What is being asked
From the line containing "upstream: if live" down to the line containing "#[arg(long, default_value_t = 30)]" in the records below, reproduce every line exactly, ends included, and omit all others.

Records from a data source:
+++++
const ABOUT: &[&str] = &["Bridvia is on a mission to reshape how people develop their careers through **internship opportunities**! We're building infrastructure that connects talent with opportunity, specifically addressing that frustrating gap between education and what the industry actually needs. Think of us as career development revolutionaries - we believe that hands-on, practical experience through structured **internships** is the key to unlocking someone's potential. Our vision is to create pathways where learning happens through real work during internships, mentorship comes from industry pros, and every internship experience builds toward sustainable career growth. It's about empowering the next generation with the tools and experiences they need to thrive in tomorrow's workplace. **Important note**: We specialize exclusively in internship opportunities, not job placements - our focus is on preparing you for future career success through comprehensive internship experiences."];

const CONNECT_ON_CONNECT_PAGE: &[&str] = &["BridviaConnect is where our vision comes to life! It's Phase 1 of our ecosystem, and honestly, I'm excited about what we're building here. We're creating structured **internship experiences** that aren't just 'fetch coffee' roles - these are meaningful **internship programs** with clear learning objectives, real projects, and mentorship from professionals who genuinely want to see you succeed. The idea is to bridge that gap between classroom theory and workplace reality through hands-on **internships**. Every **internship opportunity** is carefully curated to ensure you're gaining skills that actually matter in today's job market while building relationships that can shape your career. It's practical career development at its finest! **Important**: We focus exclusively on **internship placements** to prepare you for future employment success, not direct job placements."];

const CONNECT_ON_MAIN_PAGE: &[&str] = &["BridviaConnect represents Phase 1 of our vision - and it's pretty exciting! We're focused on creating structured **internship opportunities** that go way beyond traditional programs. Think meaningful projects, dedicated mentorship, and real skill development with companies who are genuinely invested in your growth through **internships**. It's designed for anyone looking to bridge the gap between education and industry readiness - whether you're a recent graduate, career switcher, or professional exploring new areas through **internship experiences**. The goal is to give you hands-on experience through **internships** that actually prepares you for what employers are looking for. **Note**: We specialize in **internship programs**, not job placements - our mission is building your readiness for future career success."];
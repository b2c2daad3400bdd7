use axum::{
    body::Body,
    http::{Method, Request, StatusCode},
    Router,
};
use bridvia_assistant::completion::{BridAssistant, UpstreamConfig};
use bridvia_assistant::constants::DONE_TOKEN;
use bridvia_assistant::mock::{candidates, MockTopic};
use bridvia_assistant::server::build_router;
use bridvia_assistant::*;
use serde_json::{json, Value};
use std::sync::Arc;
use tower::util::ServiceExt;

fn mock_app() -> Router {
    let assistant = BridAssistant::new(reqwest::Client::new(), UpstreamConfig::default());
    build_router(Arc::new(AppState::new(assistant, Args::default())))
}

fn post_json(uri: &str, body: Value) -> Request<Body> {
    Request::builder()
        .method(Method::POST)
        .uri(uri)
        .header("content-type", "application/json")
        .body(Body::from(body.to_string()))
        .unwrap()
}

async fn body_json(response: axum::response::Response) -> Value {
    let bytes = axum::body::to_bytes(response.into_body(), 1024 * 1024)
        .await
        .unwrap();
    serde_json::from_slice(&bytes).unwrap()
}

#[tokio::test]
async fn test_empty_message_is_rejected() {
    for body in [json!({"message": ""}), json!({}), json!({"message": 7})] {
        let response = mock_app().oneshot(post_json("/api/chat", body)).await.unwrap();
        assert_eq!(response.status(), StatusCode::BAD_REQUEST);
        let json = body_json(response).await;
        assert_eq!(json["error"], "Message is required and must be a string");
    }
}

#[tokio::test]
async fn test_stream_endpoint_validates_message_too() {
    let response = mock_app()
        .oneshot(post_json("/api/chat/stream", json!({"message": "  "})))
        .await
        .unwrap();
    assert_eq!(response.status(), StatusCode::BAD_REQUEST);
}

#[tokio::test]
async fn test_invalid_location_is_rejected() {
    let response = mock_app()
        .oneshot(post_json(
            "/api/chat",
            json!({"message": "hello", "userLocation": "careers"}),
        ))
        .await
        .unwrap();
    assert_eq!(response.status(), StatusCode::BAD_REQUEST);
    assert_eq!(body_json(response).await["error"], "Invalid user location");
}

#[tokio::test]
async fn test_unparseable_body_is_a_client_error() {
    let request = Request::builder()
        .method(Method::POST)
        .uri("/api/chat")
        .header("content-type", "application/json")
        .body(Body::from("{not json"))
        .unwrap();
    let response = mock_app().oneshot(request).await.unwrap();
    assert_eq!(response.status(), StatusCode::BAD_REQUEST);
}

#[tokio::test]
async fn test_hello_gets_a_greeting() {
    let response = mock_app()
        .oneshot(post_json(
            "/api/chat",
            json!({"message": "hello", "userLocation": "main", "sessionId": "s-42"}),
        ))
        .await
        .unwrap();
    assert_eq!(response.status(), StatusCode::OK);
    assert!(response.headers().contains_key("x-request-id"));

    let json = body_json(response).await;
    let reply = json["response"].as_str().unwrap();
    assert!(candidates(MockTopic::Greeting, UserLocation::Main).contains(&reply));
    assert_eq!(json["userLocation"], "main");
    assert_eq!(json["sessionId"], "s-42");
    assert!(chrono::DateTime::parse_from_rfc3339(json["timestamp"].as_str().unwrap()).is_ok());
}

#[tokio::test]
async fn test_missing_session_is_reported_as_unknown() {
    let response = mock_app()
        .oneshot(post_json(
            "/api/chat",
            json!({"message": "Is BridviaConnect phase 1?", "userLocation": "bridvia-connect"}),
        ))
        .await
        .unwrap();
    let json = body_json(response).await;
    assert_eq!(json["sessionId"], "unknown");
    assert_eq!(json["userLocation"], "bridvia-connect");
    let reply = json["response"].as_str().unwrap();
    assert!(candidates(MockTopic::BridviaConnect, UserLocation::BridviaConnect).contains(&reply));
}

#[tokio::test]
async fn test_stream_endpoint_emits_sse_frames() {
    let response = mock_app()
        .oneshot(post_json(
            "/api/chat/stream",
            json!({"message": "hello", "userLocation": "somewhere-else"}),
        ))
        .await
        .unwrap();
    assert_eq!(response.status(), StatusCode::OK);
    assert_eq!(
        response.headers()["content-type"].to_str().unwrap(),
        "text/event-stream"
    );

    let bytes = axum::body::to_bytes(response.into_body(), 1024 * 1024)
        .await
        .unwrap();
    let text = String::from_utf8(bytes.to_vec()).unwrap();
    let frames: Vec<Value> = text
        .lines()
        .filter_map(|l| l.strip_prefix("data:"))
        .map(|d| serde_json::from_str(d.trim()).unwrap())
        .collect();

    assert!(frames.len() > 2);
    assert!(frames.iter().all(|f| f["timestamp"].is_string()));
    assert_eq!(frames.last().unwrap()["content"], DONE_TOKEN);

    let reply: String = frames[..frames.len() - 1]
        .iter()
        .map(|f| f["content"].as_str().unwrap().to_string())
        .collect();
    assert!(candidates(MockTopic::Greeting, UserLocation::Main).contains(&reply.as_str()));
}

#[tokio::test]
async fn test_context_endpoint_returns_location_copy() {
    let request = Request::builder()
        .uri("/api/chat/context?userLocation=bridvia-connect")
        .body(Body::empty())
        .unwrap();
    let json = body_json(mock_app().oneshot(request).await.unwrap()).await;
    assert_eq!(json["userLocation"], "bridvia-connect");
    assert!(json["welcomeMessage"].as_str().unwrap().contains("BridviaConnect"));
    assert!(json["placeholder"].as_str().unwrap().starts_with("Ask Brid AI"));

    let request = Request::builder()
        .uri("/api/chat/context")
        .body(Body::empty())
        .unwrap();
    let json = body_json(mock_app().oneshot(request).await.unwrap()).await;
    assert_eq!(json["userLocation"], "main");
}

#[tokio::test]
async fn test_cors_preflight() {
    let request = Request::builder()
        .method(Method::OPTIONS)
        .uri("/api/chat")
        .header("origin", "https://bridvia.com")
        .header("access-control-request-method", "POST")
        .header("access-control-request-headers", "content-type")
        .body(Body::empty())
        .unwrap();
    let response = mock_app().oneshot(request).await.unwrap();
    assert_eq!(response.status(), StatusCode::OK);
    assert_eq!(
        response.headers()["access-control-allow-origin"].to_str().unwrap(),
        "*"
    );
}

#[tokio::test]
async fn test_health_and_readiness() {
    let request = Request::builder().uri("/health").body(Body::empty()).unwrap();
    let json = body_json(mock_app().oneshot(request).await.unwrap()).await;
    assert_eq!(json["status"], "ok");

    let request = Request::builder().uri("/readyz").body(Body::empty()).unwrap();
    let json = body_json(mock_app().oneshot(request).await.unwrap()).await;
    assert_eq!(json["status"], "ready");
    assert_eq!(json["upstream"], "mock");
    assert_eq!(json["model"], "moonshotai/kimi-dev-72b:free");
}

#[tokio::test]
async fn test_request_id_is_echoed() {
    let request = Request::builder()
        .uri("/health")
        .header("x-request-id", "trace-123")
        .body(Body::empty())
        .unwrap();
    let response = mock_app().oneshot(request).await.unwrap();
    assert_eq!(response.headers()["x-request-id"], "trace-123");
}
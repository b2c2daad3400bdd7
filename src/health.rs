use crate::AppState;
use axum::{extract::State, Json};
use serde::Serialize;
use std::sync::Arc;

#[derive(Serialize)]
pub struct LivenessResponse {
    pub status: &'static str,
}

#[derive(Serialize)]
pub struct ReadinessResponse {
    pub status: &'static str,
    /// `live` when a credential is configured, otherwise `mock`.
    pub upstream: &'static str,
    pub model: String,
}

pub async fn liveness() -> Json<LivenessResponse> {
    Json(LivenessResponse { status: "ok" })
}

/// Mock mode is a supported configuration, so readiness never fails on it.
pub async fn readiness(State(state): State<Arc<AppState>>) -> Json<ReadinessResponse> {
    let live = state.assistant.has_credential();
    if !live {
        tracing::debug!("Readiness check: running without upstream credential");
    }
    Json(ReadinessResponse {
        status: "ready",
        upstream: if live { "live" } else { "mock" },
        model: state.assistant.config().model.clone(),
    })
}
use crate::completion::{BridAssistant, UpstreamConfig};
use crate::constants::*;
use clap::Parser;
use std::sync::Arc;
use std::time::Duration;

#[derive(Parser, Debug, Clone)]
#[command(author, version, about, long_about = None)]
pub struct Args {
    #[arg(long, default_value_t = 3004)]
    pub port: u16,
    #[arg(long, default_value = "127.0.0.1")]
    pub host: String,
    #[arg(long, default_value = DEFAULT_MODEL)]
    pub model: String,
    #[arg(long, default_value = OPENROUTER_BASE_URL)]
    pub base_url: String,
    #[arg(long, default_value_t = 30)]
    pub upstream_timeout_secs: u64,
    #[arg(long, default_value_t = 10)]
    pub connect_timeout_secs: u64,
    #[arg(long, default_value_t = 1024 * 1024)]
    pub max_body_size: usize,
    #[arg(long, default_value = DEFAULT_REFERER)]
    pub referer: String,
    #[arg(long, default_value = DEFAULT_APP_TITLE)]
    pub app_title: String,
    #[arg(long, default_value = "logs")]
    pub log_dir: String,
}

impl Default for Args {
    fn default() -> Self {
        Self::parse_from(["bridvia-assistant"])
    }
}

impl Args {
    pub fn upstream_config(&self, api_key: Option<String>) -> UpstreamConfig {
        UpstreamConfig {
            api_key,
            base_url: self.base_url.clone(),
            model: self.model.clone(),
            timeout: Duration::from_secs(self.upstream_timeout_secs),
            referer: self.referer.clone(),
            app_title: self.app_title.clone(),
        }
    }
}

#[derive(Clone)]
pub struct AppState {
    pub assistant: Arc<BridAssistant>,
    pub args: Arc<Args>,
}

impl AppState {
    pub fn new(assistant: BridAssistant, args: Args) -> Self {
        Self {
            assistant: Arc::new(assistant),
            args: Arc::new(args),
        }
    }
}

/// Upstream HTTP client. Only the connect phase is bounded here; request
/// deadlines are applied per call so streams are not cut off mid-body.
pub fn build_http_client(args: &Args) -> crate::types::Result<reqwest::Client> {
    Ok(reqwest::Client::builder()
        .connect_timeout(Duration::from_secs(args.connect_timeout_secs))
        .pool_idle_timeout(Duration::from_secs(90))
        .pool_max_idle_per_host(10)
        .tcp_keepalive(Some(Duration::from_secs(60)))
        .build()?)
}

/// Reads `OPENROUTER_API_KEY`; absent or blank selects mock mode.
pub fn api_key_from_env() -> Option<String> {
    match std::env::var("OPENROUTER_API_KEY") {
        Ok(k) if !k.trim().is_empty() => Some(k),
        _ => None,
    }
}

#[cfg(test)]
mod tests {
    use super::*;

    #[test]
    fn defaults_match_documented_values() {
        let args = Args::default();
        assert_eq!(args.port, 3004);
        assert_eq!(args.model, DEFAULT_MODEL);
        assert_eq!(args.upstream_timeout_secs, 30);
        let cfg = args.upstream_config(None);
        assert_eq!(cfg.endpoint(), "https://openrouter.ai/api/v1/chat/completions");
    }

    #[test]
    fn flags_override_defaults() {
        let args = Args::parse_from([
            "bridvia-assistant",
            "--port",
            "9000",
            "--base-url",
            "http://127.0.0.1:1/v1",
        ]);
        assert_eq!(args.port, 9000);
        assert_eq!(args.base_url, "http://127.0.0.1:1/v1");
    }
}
+++++
Output of the task
        upstream: if live { "live" } else { "mock" },
        model: state.assistant.config().model.clone(),
    })
}
use crate::completion::{BridAssistant, UpstreamConfig};
use crate::constants::*;
use clap::Parser;
use std::sync::Arc;
use std::time::Duration;

#[derive(Parser, Debug, Clone)]
#[command(author, version, about, long_about = None)]
pub struct Args {
    #[arg(long, default_value_t = 3004)]
    pub port: u16,
    #[arg(long, default_value = "127.0.0.1")]
    pub host: String,
    #[arg(long, default_value = DEFAULT_MODEL)]
    pub model: String,
    #[arg(long, default_value = OPENROUTER_BASE_URL)]
    pub base_url: String,
    #[arg(long, default_value_t = 30)]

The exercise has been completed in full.